Сухая рука сжалась в твердый костистый кулак.

— Они ведь тогда ничего не боялись, прикрывались гуманными законами, подкупали продажных чиновников за американские гранты, практически в открытую вели подрывную работу, разрушая нашу страну. А мы видели и ничего не делали.

— Почему?

— Почему? Не знаю… Наверное, держались за личное благополучие, остерегались нарушать закон, просто не верили, что все случится именно так. Хотя умные люди предупреждали. Если бы я мог…

* * *

Картинка отдалилась, задрожала и пропала. Перед глазами возник дергающийся потолок и встревоженное лицо Кустова.

— Владимирыч!.. Владимирыч!..

Перехватив его руки, Сергей наконец-то смог ответить:

— Ты что, Костя?! Перестань меня трясти.

Из кухни со стаканом воды в одной руке и мобильным в другой выбежал Веселов:

— Очнулся?!

— Парни, да вы что? Приспал немного, а вы тут устраиваете…

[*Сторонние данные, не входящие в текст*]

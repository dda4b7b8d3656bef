//! ---
//! scada_section: "03-persistence-metrics"
//! scada_subsection: "module"
//! scada_type: "source"
//! scada_scope: "code"
//! scada_description: "Historian schema rows, sinks, and the batching writer."
//! scada_version: "v0.1.0"
//! scada_owner: "tbd"
//! ---
use chrono::{DateTime, Utc};
use serde::{Deserialize, Serialize};
use serde_json::Value as JsonValue;
use uuid::Uuid;

/// One row of the `telemetry` hypertable.
#[derive(Debug, Clone, PartialEq, Serialize, Deserialize)]
pub struct TelemetryRow {
    /// Measurement timestamp.
    pub time: DateTime<Utc>,
    /// Originating node.
    pub node_id: String,
    /// Bus voltage in kV.
    pub voltage_kv: Option<f64>,
    /// Line current in A.
    pub current_a: Option<f64>,
    /// Active power in MW.
    pub real_power_mw: Option<f64>,
    /// Reactive power in MVAr.
    pub reactive_power_mvar: Option<f64>,
    /// Power factor.
    pub power_factor: Option<f64>,
    /// Frequency in Hz.
    pub frequency_hz: Option<f64>,
    /// Transformer temperature in °C.
    pub temperature_c: Option<f64>,
    /// Breaker state name (`Open`, `Closed`, `Tripped`).
    pub breaker_state: String,
    /// Cumulative energy delivered in MWh.
    pub energy_delivered_mwh: Option<f64>,
}

/// One row of the `grid_metrics` hypertable.
#[derive(Debug, Clone, PartialEq, Serialize, Deserialize)]
pub struct GridMetricsRow {
    /// Aggregation tick timestamp.
    pub time: DateTime<Utc>,
    /// Sum of generator output in MW.
    pub total_generation_mw: f64,
    /// Sum of load in MW.
    pub total_load_mw: f64,
    /// Capacity-weighted system frequency in Hz.
    pub system_frequency_hz: f64,
    /// Losses in MW (clamped non-negative).
    pub grid_losses_mw: f64,
    /// Nodes counted online.
    pub nodes_online: u32,
    /// Nodes counted offline.
    pub nodes_offline: u32,
    /// Alarms in `Raised` or `Acknowledged` state.
    pub active_alarms: u32,
    /// Active alarms with critical severity.
    pub critical_alarms: u32,
}

/// One row of the `alarms` table, written on every state transition.
#[derive(Debug, Clone, PartialEq, Serialize, Deserialize)]
pub struct AlarmRow {
    /// Alarm identifier.
    pub alarm_id: Uuid,
    /// Node the alarm belongs to.
    pub node_id: String,
    /// Alarm code, e.g. `OVERVOLTAGE`.
    pub code: String,
    /// Severity name.
    pub severity: String,
    /// Current state name.
    pub status: String,
    /// When the alarm was raised.
    pub raised_at: DateTime<Utc>,
    /// Acknowledgement timestamp, if any.
    pub acknowledged_at: Option<DateTime<Utc>>,
    /// Acknowledging operator, if any.
    pub acknowledged_by: Option<String>,
    /// Clear timestamp, if any.
    pub cleared_at: Option<DateTime<Utc>>,
    /// Structured free-form context.
    pub details_json: JsonValue,
}

/// One row of the `audit_log` table. This is the single canonical audit
/// shape; every emitter routes through it.
#[derive(Debug, Clone, PartialEq, Serialize, Deserialize)]
pub struct AuditRow {
    /// Entry identifier.
    pub log_id: Uuid,
    /// Operator identity that performed (or attempted) the action.
    pub operator_id: String,
    /// Action name, e.g. `sbo.operate`.
    pub action: String,
    /// Resource category, e.g. `breaker`.
    pub resource_type: String,
    /// Resource identifier, e.g. `SUB-001/BRK-01`.
    pub resource_id: String,
    /// Outcome (`Success`, `Failure`, `Denied`).
    pub result: String,
    /// Caller address.
    pub ip: String,
    /// Entry timestamp.
    pub timestamp: DateTime<Utc>,
    /// Structured free-form context.
    pub metadata_json: JsonValue,
}

/// One row of the `security_events` table.
#[derive(Debug, Clone, PartialEq, Serialize, Deserialize)]
pub struct SecurityEventRow {
    /// Event identifier.
    pub event_id: Uuid,
    /// Event type name, e.g. `UnknownConnection`.
    #[serde(rename = "type")]
    pub event_type: String,
    /// Severity name.
    pub severity: String,
    /// Node involved, if any.
    pub node_id: Option<String>,
    /// Client address involved, if any.
    pub client_ip: Option<String>,
    /// Human readable description.
    pub description: String,
    /// Event timestamp.
    pub timestamp: DateTime<Utc>,
    /// Structured free-form context.
    pub metadata_json: JsonValue,
}

/// A row destined for one of the historian tables.
#[derive(Debug, Clone, PartialEq, Serialize, Deserialize)]
#[serde(tag = "table", content = "row", rename_all = "snake_case")]
pub enum HistorianRow {
    /// `telemetry` hypertable.
    Telemetry(TelemetryRow),
    /// `grid_metrics` hypertable.
    GridMetrics(GridMetricsRow),
    /// `alarms` table.
    Alarms(AlarmRow),
    /// `audit_log` table.
    AuditLog(AuditRow),
    /// `security_events` table.
    SecurityEvents(SecurityEventRow),
}

impl HistorianRow {
    /// Target table name.
    pub fn table(&self) -> &'static str {
        match self {
            HistorianRow::Telemetry(_) => "telemetry",
            HistorianRow::GridMetrics(_) => "grid_metrics",
            HistorianRow::Alarms(_) => "alarms",
            HistorianRow::AuditLog(_) => "audit_log",
            HistorianRow::SecurityEvents(_) => "security_events",
        }
    }
}

#[cfg(test)]
mod tests {
    use super::*;

    #[test]
    fn rows_tag_their_table() {
        let row = HistorianRow::GridMetrics(GridMetricsRow {
            time: Utc::now(),
            total_generation_mw: 812.0,
            total_load_mw: 790.5,
            system_frequency_hz: 50.01,
            grid_losses_mw: 21.5,
            nodes_online: 15,
            nodes_offline: 0,
            active_alarms: 1,
            critical_alarms: 0,
        });
        assert_eq!(row.table(), "grid_metrics");
        let json = serde_json::to_string(&row).unwrap();
        assert!(json.contains("\"table\":\"grid_metrics\""));
        let back: HistorianRow = serde_json::from_str(&json).unwrap();
        assert_eq!(back, row);
    }

    #[test]
    fn security_event_uses_type_column_name() {
        let row = SecurityEventRow {
            event_id: Uuid::new_v4(),
            event_type: "UnknownConnection".into(),
            severity: "warning".into(),
            node_id: Some("GEN-001".into()),
            client_ip: Some("203.0.113.9".into()),
            description: "unknown Modbus client".into(),
            timestamp: Utc::now(),
            metadata_json: serde_json::json!({}),
        };
        let json = serde_json::to_value(&row).unwrap();
        assert_eq!(json["type"], "UnknownConnection");
    }
}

— Приспал?! С открытыми глазами?

— С открытыми?..

— Владимирыч, ты сидел весь бледный. Глаза открыты, ни на что не реагируешь. Как ты себя чувствуешь? Воды хочешь?

— Воды? Нет. А чувствую нормально.

В подтверждение слов Ратный встал, прошелся по комнате.

— Парни, говорю — спал. Даже сон успел увидеть.

Немного успокоившиеся друзья переглянулись. Подумав, Веселов уверенно заявил:

— Нитра. Надышался.

— Саня, брось.

— Точно говорю. У меня дядька ворота в сарае красил, нанюхался. Приходы были — мама не горюй. Такое потом рассказывал…

Александра поддержал Константин:

— Все, Владимирыч, ты больше не красишь. Ты точно в порядке? Не тошнит?

— Нет, я тебе говорю.

— Слышь, Костя, при отравлениях хорошо молоко.

— Молоток! Есть в холодильнике, сейчас подогрею.

Кустов рванул на кухню.

Вполне пристойно себя чувствующий Сергей попробовал возмутиться:

— Парни!..

Александр пресек возражения на корню:

— Владимирыч, завязывай. Блин, как ты меня напугал!

Несмотря на все протесты, уже через две минуты Ратный пил теплое молоко из высокого бокала и поневоле обращался мыслями к только что увиденному. С одной стороны, самочувствие прекрасное, а с другой… Откуда взялся бункер, ярчайшие, запомнившиеся до последней детали впечатления и ощущения? И опять он был зрителем, пассивным наблюдателем. А диалог с ученым? И что, это навеянный просмотром тупого боевика сон? С открытыми глазами, кстати?